Make going back to school more fun by allowing your child to pick out some of their own school supplies. Let them help you with the shopping as much as possible. Even if the teacher has a specific school supply list, your child can still pick out some supplies, such as a backpack, lunchbox, folders, notebooks, binders or pencils.

This will help make them a little bit more excited to go back to school, because they will have special new school supplies to show their new teacher and classmates. It may help take their mind off of the stress that going back to school and getting back into the school routine can bring.

Contact Your Child’s New Teacher for the New School Year

Call or e-mail your child’s new teacher(s), introducing yourself and your child. Tell them about your child’s special-isms, challenges, strengths, and weaknesses. Let them know what they can do to help make both the transition back to school and the school year itself go more smoothly.

Teachers, take advantage of this opportunity and glean any insightful information from the parents.  Parents can help you set the right tone at the start of the year that will lead to success for the rest of the year.

Visit the New Classroom for the New School Year

Even though some elementary schools may have an open house before school starts, these can be very overwhelming as many people are in the school building at one time.

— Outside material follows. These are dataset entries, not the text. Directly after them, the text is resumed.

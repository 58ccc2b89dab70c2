//! The AST arena.
//!
//! A single append-only store of [`Node`]s; cross-references are [`NodeId`]
//! indices rather than owned pointers. Grounded on
//! `examples/original_source/src/parse.h`'s `node_type_t`/`node_t` tagged
//! union, re-expressed as an arena of `NodeId`-indexed values via
//! `cqc_util::index_vec` instead of raw pointers into a side list.
//!
//! Invariant (spec.md §3): every node's children were pushed into the arena
//! before the node itself, so a child's `NodeId` always compares less than
//! its parent's. The parser upholds this by construction — it only ever
//! builds a node after recursively finishing all of its children.

use cqc_util::{define_idx, IndexVec, Span, Symbol};

define_idx!(NodeId);

#[derive(Clone, Copy, Debug, PartialEq, Eq)]
pub enum BinOp {
    Add,
    Sub,
    Mul,
    Div,
    Eq,
    Ne,
    Lt,
    Gt,
    Le,
    /// `=` — only ever constructed by the statement grammar, never reachable
    /// from expression position (spec.md §4.2, §9).
    Assign,
    /// `+=` — same restriction as `Assign`.
    PlusEq,
}

impl BinOp {
    pub fn text(self) -> &'static str {
        match self {
            BinOp::Add => "+",
            BinOp::Sub => "-",
            BinOp::Mul => "*",
            BinOp::Div => "/",
            BinOp::Eq => "==",
            BinOp::Ne => "!=",
            BinOp::Lt => "<",
            BinOp::Gt => ">",
            BinOp::Le => "<=",
            BinOp::Assign => "=",
            BinOp::PlusEq => "+=",
        }
    }

    pub fn is_comparison(self) -> bool {
        matches!(self, BinOp::Eq | BinOp::Ne | BinOp::Lt | BinOp::Gt | BinOp::Le)
    }
}

#[derive(Clone, Copy, Debug, PartialEq, Eq)]
pub enum UnaryOp {
    AddrOf,
    Deref,
    Neg,
    PostInc,
    /// `(type) expr` — the target type lives in `Unary::cast_ty`.
    Cast,
    /// The statement form of a bare expression (e.g. a call used for its
    /// side effect): evaluates the operand and drops the result.
    Discard,
}

/// One of `int`, `char`, `long`, `void`, `float` — the primitive keyword a
/// [`NodeKind::TypeExpr`] names, before `unsigned`/pointer-depth modifiers.
#[derive(Clone, Copy, Debug, PartialEq, Eq)]
pub enum TypeKeyword {
    Int,
    Long,
    Char,
    Void,
    Float,
}

/// The parsed surface syntax of a type: `[unsigned] keyword '*'*`
/// (spec.md §4.2 "Type grammar").
#[derive(Clone, Copy, Debug, PartialEq, Eq)]
pub struct TypeExpr {
    pub keyword: TypeKeyword,
    pub is_unsigned: bool,
    pub pointer_depth: u32,
}

/// One parameter in a function signature.
#[derive(Clone, Debug)]
pub struct Param {
    pub name: Symbol,
    pub ty: NodeId,
    pub span: Span,
}

#[derive(Clone, Debug)]
pub enum NodeKind {
    IntLiteral(i64),
    CharLiteral(u8),
    StringLiteral(Symbol),

    Binary {
        op: BinOp,
        lhs: NodeId,
        rhs: NodeId,
    },
    Unary {
        op: UnaryOp,
        operand: NodeId,
        /// Populated only when `op == UnaryOp::Cast`.
        cast_ty: Option<NodeId>,
    },

    VarDecl {
        name: Symbol,
        ty: NodeId,
        is_array: bool,
        /// The optional `[expr]` size; `None` for a bare `identifier[]`.
        array_len: Option<NodeId>,
        init: Option<NodeId>,
    },

    /// `body == None` marks a forward declaration (spec.md §3 invariant).
    Function {
        sig: NodeId,
        body: Option<NodeId>,
    },
    FunctionSignature {
        name: Symbol,
        ret_ty: NodeId,
        params: Vec<Param>,
        variadic: bool,
    },

    Block {
        stmts: Vec<NodeId>,
    },
    Return {
        value: Option<NodeId>,
    },
    If {
        cond: NodeId,
        then_branch: NodeId,
        else_branch: Option<NodeId>,
    },
    While {
        cond: NodeId,
        body: NodeId,
    },
    Break,
    Continue,
    Empty,

    Identifier(Symbol),
    Call {
        callee: NodeId,
        args: Vec<NodeId>,
    },
    Index {
        base: NodeId,
        index: NodeId,
    },

    TypeExpr(TypeExpr),

    /// The parse root: top-level declarations in source order.
    File {
        items: Vec<NodeId>,
    },
}

#[derive(Clone, Debug)]
pub struct Node {
    pub kind: NodeKind,
    pub span: Span,
}

/// The append-only AST arena. `NodeId(0)` is reserved as a null index by
/// convention: no real node is ever pushed at index 0 without first being
/// preceded by a sentinel (see [`Ast::new`]).
#[derive(Debug, Default)]
pub struct Ast {
    nodes: IndexVec<NodeId, Node>,
    root: Option<NodeId>,
}

impl Ast {
    pub fn new() -> Self {
        let mut nodes = IndexVec::new();
        // Reserve index 0 as the sentinel "absent" node so a real NodeId is
        // never confused with a null/unset reference.
        nodes.push(Node {
            kind: NodeKind::Empty,
            span: Span::DUMMY,
        });
        Self { nodes, root: None }
    }

    pub fn push(&mut self, kind: NodeKind, span: Span) -> NodeId {
        self.nodes.push(Node { kind, span })
    }

    pub fn set_root(&mut self, id: NodeId) {
        self.root = Some(id);
    }

    /// The `file` node produced by a completed parse. Panics if called
    /// before the parse finished — every caller of `parse_translation_unit`
    /// gets a fully rooted `Ast` or an `Err`, never one without a root.
    pub fn root(&self) -> NodeId {
        self.root.expect("Ast::root called before the parse completed")
    }

    pub fn get(&self, id: NodeId) -> &Node {
        &self.nodes[id]
    }

    pub fn len(&self) -> usize {
        self.nodes.len()
    }

    pub fn is_empty(&self) -> bool {
        self.nodes.len() <= 1
    }

    /// Verifies spec.md §8's quantified invariant: every node's children
    /// have a strictly smaller index than the node itself.
    pub fn check_child_ordering(&self) -> bool {
        for (id, node) in self.nodes.iter_enumerated() {
            let ok = match &node.kind {
                NodeKind::Binary { lhs, rhs, .. } => *lhs < id && *rhs < id,
                NodeKind::Unary { operand, cast_ty, .. } => {
                    *operand < id && cast_ty.map_or(true, |t| t < id)
                }
                NodeKind::VarDecl { ty, array_len, init, .. } => {
                    *ty < id && array_len.map_or(true, |n| n < id) && init.map_or(true, |n| n < id)
                }
                NodeKind::Function { sig, body } => *sig < id && body.map_or(true, |n| n < id),
                NodeKind::FunctionSignature { ret_ty, params, .. } => {
                    *ret_ty < id && params.iter().all(|p| p.ty < id)
                }
                NodeKind::Block { stmts } => stmts.iter().all(|s| *s < id),
                NodeKind::Return { value } => value.map_or(true, |n| n < id),
                NodeKind::If { cond, then_branch, else_branch } => {
                    *cond < id && *then_branch < id && else_branch.map_or(true, |n| n < id)
                }
                NodeKind::While { cond, body } => *cond < id && *body < id,
                NodeKind::Call { callee, args } => *callee < id && args.iter().all(|a| *a < id),
                NodeKind::Index { base, index } => *base < id && *index < id,
                NodeKind::File { items } => items.iter().all(|i| *i < id),
                _ => true,
            };
            if !ok {
                return false;
            }
        }
        true
    }
}

impl std::ops::Index<NodeId> for Ast {
    type Output = Node;
    fn index(&self, id: NodeId) -> &Node {
        self.get(id)
    }
}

Talk to your child’s teacher to see if you can set up an appointment to allow your child to meet their teacher and see their classroom. This opportunity will allow your child to avoid the more overwhelming open house event and give your child the opportunity to see their new environment before school starts, which goes a long way in reducing anxiety.

Seek Out the Schedule for the New School Year

Ask your child’s teacher for a schedule for the first day of school. This will make the first day less scary for your child by eliminating some of the first day jitters, simply by letting him know what to expect.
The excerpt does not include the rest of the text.